Le nouveau gouvernement du chef de l’État sénagalais Macky Sall, dirigé par Aminata Touré, a été dévoilé lundi. Parmi les nouveaux/elles ministres, Sidiki Kaba a obtenu le poste de ministre de la Justice. La nomination de ce défenseur des droits humains a suscité de vives réactions car ce dernier s’était déjà prononcé très clairement en faveur de la dépénalisation de l’homosexualité. Face à la polémique, Sidiki Kaba a affirmé hier qu’il se rangerait finalement du côté du gouvernement sur cette question.

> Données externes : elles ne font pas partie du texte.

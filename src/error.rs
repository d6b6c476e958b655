// src/error.rs
use thiserror::Error;

/// Failure of an external collaborator: database, embedding/generation
/// API, or the vector store. Calls are attempted once; retry policy is
/// left to the caller.
#[derive(Debug, Error)]
pub enum ServiceError {
    #[error("http request failed: {0}")]
    Http(#[from] reqwest::Error),

    #[error("database error: {0}")]
    Database(#[from] sqlx::Error),

    #[error("vector store error: {0}")]
    Qdrant(#[from] qdrant_client::QdrantError),

    #[error("{0}")]
    Api(String),
}

/// Failure of one conversational turn, tagged with the pipeline stage
/// that aborted it. The original error is logged server-side; clients
/// only ever see a generic reply.
#[derive(Debug, Error)]
pub enum TurnError {
    #[error("a turn is already in flight for this chat")]
    TurnInProgress,

    #[error("message store: {0}")]
    Store(#[source] ServiceError),

    #[error("embedding service: {0}")]
    Embedding(#[source] ServiceError),

    #[error("generation service: {0}")]
    Generation(#[source] ServiceError),

    #[error("memory index: {0}")]
    Memory(#[source] ServiceError),
}
// src/middleware/auth.rs
//
// Cookie-based session authentication for the HTTP routes. The same
// token-to-user resolution is reused by the websocket handshake in
// handlers/chat.rs; both share `resolve_user`.
use crate::models::auth::{ErrorResponse, User};
use crate::AppState;
use axum::{
    extract::{Extension, Request},
    http::{header, HeaderMap, StatusCode},
    middleware::Next,
    response::{IntoResponse, Json, Response},
};
use std::sync::Arc;
use uuid::Uuid;

/// The resolved request identity, attached to request extensions for
/// downstream handlers.
#[derive(Debug, Clone)]
pub struct CurrentUser {
    pub id: Uuid,
    pub email: String,
    pub first_name: String,
    pub last_name: String,
}

impl From<User> for CurrentUser {
    fn from(user: User) -> Self {
        CurrentUser {
            id: user.id,
            email: user.email,
            first_name: user.first_name,
            last_name: user.last_name,
        }
    }
}

fn unauthorized() -> (StatusCode, Json<ErrorResponse>) {
    (
        StatusCode::UNAUTHORIZED,
        Json(ErrorResponse {
            message: "Unauthorized".to_string(),
        }),
    )
}

/// Extracts the session token from the `token` cookie, if present.
pub fn token_from_headers(headers: &HeaderMap) -> Option<String> {
    for value in headers.get_all(header::COOKIE) {
        let Ok(cookies) = value.to_str() else {
            continue;
        };
        for pair in cookies.split(';') {
            let mut parts = pair.trim().splitn(2, '=');
            if parts.next() != Some("token") {
                continue;
            }
            // A bare `token` pair without a value must not mask a valid
            // pair in a later header.
            if let Some(token) = parts.next() {
                let token = token.trim();
                if !token.is_empty() {
                    return Some(token.to_string());
                }
            }
        }
    }
    None
}

/// Validates a token and resolves it to a live user row. Returns None
/// for any failure: bad signature, expired token, or unknown user.
pub async fn resolve_user(state: &AppState, token: &str) -> Option<User> {
    let user_id = match state.credentials.validate_token(token) {
        Ok(user_id) => user_id,
        Err(e) => {
            tracing::warn!("Token validation failed: {}", e);
            return None;
        }
    };

    let user = sqlx::query_as::<_, User>(
        "SELECT id, first_name, last_name, email, password_hash, created_at
         FROM users WHERE id = $1",
    )
    .bind(user_id)
    .fetch_optional(&state.db_pool)
    .await;

    match user {
        Ok(Some(user)) => Some(user),
        Ok(None) => {
            tracing::warn!("Token subject {} has no user row", user_id);
            None
        }
        Err(e) => {
            tracing::error!("Database error resolving user: {}", e);
            None
        }
    }
}

pub async fn auth_middleware(
    Extension(state): Extension<Arc<AppState>>,
    mut request: Request,
    next: Next,
) -> Result<Response, impl IntoResponse> {
    let Some(token) = token_from_headers(request.headers()) else {
        return Err(unauthorized());
    };

    let Some(user) = resolve_user(&state, &token).await else {
        return Err(unauthorized());
    };

    request.extensions_mut().insert(CurrentUser::from(user));

    Ok(next.run(request).await)
}

#[cfg(test)]
mod tests {
    use super::*;
    use axum::http::HeaderValue;

    #[test]
    fn test_token_from_headers_finds_token_cookie() {
        let mut headers = HeaderMap::new();
        headers.insert(
            header::COOKIE,
            HeaderValue::from_static("theme=dark; token=abc.def.ghi; lang=en"),
        );
        assert_eq!(token_from_headers(&headers).as_deref(), Some("abc.def.ghi"));
    }

    #[test]
    fn test_token_from_headers_missing_or_empty() {
        let mut headers = HeaderMap::new();
        assert!(token_from_headers(&headers).is_none());

        headers.insert(header::COOKIE, HeaderValue::from_static("theme=dark"));
        assert!(token_from_headers(&headers).is_none());

        headers.insert(header::COOKIE, HeaderValue::from_static("token="));
        assert!(token_from_headers(&headers).is_none());
    }

    #[test]
    fn test_token_from_headers_skips_valueless_token_pair() {
        // A bare `token` cookie in one header must not shadow a real
        // token carried in a later header.
        let mut headers = HeaderMap::new();
        headers.append(header::COOKIE, HeaderValue::from_static("token"));
        headers.append(header::COOKIE, HeaderValue::from_static("token=abc.def.ghi"));
        assert_eq!(token_from_headers(&headers).as_deref(), Some("abc.def.ghi"));

        // Same within a single header.
        let mut headers = HeaderMap::new();
        headers.insert(
            header::COOKIE,
            HeaderValue::from_static("token; token=abc.def.ghi"),
        );
        assert_eq!(token_from_headers(&headers).as_deref(), Some("abc.def.ghi"));
    }
}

LE PROBLÈME DE L’ARTICLE 319
«Si le Sénégal veut être crédible et en conformité avec les conventions internationales des droits de l’Homme qu’il a lui-même signées et ratifiées, le gouvernement doit changer d’urgence la nouvelle loi qui condamne les homosexuels, avait-il affirmé interviewé par France 24, alors qu’il était président d’honneur de la Fédération internationale des ligues des droits de l’Homme. Il faut savoir qu’au Sénégal, l’article 319 du Code pénal ne mentionne pas directement l’homosexualité mais parle plutôt d’ »actes contre nature ». Autrement dit, d’actes entre deux personnes du même sexe et de zoophilie. En réalité, c’est une qualification « fourre-tout » qui permet à la justice de condamner les homosexuels plus facilement.» Cet entretien avait eu lieu suite à la condamnation à huit ans de prison de neuf hommes accusés d’homosexualité début 2009. Trois mois plus tard, les autorités sénégalaises les libéraient.

POUR UN GOUVERNEMENT QUI LUTTE CONTRE L’HOMOPHOBIE
Cette nomination aurait pu signifier que le Sénégal allait se préoccuper davantage du respect et de l’acceptation sociale des minorités sexuelles. Les propos de Sidiki Kaba en 2009 permettaient de l’espérer: «Les Ligues des droits de l’Homme sont plus que jamais interpellées. Elles doivent être le fer de lance de la reconnaissance des droits des homosexuels qui vivent des moments durs. Certaines personnes sont même contraintes de quitter le Sénégal pour échapper à la loi et à la vindicte populaire. Les députés doivent également se saisir de cette question au nom de la liberté sexuelle. Quant à l’État, qui se targue de défendre la démocratie et les droits de l’Homme, il vaudrait mieux qu’il s’engage sur le chemin de la dépénalisation de l’homosexualité.» Cependant, en affirmant rester du côté du gouvernement sur le sujet, Sidiki Kaba laisse entendre que le sort des LGBT ne va pas s’améliorer tout de suite. Fin juin, le président Macky Sall avait en effet déclaré face à Barack Obama que les Sénégalais.e.s ne sont «pas prêt.e.s pour la dépénalisation de l’homosexualité»: «Le Sénégal est un pays tolérant et nous reconnaissons les droits des homosexuels, mais il ne faudrait pas piétiner le droit des autres citoyens». Hier, Sidiki Kaba a déclaré que la position exprimée en 2009 était celle de son organisation, la FIDH, et qu’il garderait donc ses convictions pour lui: «Je suis un ministre de la Justice qui exerce dans le cadre d’un gouvernement et qui exprime ses positions à travers celles du chef de l’État Macky Sall et qui s’impose à l’ensemble de ceux qui servent sous sa direction.»

UN MINISTRE QUI DÉRANGE
L’ONG Jamra a déjà demandé la démission du ministre fraîchement nommé, et c’est bien son opposition à la pénalisation de l’homosexualité qui pose problème à cette organisation islamique. Au printemps dernier, Jamra était allée à la rencontre de la population pour mener sa croisade contre les «déviances sociales» et la «perversion».